=== Section Start ===
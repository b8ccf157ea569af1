#![deny(clippy::all)]
#![warn(clippy::pedantic)]
#![allow(clippy::module_name_repetitions)]
#![allow(clippy::missing_errors_doc)]
#![allow(clippy::needless_pass_by_value)]
#![allow(clippy::return_self_not_must_use)]

pub mod config;
pub mod error;
pub mod paths;
pub mod pkg;
pub mod version;

pub use config::Config;
pub use error::Error;
pub use pkg::{Dependency, Installer, Lockfile, Manifest, PkgError};
pub use version::VERSION;
//! `tether list` command implementation.
//!
//! Walks the vendored import graph without fetching or updating anything.

use super::{dependency_json, fail, load_project, FetchArgs};
use miette::Result;
use std::path::{Path, PathBuf};
use tether_core::pkg::Dependency;
use tether_core::Error;

/// Run the list command.
pub fn run(cwd: &Path, vendor: Option<PathBuf>, json: bool) -> Result<()> {
    match perform(cwd, vendor) {
        Ok(deps) => {
            if json {
                let list: Vec<_> = deps.iter().map(dependency_json).collect();
                println!(
                    "{}",
                    serde_json::json!({
                        "ok": true,
                        "dependencies": list
                    })
                );
            } else if deps.is_empty() {
                println!("No dependencies found.");
            } else {
                for dep in &deps {
                    println!("{}", dep.name);
                    for sp in &dep.subpackages {
                        println!("  {}/{sp}", dep.name);
                    }
                }
            }
            Ok(())
        }
        Err(e) => fail(&e, json),
    }
}

fn perform(cwd: &Path, vendor: Option<PathBuf>) -> Result<Vec<Dependency>, Error> {
    let (root, mut manifest) = load_project(cwd)?;
    let fetch = FetchArgs {
        vendor,
        ..Default::default()
    };
    let deps = fetch.installer(&root).list(&mut manifest)?;
    Ok(deps)
}
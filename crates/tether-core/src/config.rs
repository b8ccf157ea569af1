use serde::{Deserialize, Serialize};
use std::path::PathBuf;

/// Runtime configuration for the tether CLI.
#[derive(Debug, Clone, Serialize, Deserialize)]
pub struct Config {
    /// Current working directory.
    pub cwd: PathBuf,

    /// Whether to emit JSON logs.
    pub json_logs: bool,

    /// Verbosity level (0 = INFO, 1 = DEBUG, 2+ = TRACE).
    pub verbosity: u8,
}

impl Default for Config {
    fn default() -> Self {
        Self {
            cwd: std::env::current_dir().unwrap_or_else(|_| PathBuf::from(".")),
            json_logs: false,
            verbosity: 0,
        }
    }
}

impl Config {
    /// Create a new config with the given working directory.
    #[must_use]
    pub fn new(cwd: PathBuf) -> Self {
        Self {
            cwd,
            ..Default::default()
        }
    }

    /// Set verbosity level.
    #[must_use]
    pub fn with_verbosity(mut self, verbosity: u8) -> Self {
        self.verbosity = verbosity;
        self
    }

    /// Set JSON log output.
    #[must_use]
    pub fn with_json_logs(mut self, json: bool) -> Self {
        self.json_logs = json;
        self
    }
}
=== Section End ===
Produce only the lines from the line containing "the tether CLI." through the line containing "impl Default for", inclusive of both, exactly as they stand in the entries above.

TASK ANSWER >>
/// Runtime configuration for the tether CLI.
#[derive(Debug, Clone, Serialize, Deserialize)]
pub struct Config {
    /// Current working directory.
    pub cwd: PathBuf,

    /// Whether to emit JSON logs.
    pub json_logs: bool,

    /// Verbosity level (0 = INFO, 1 = DEBUG, 2+ = TRACE).
    pub verbosity: u8,
}

impl Default for Config {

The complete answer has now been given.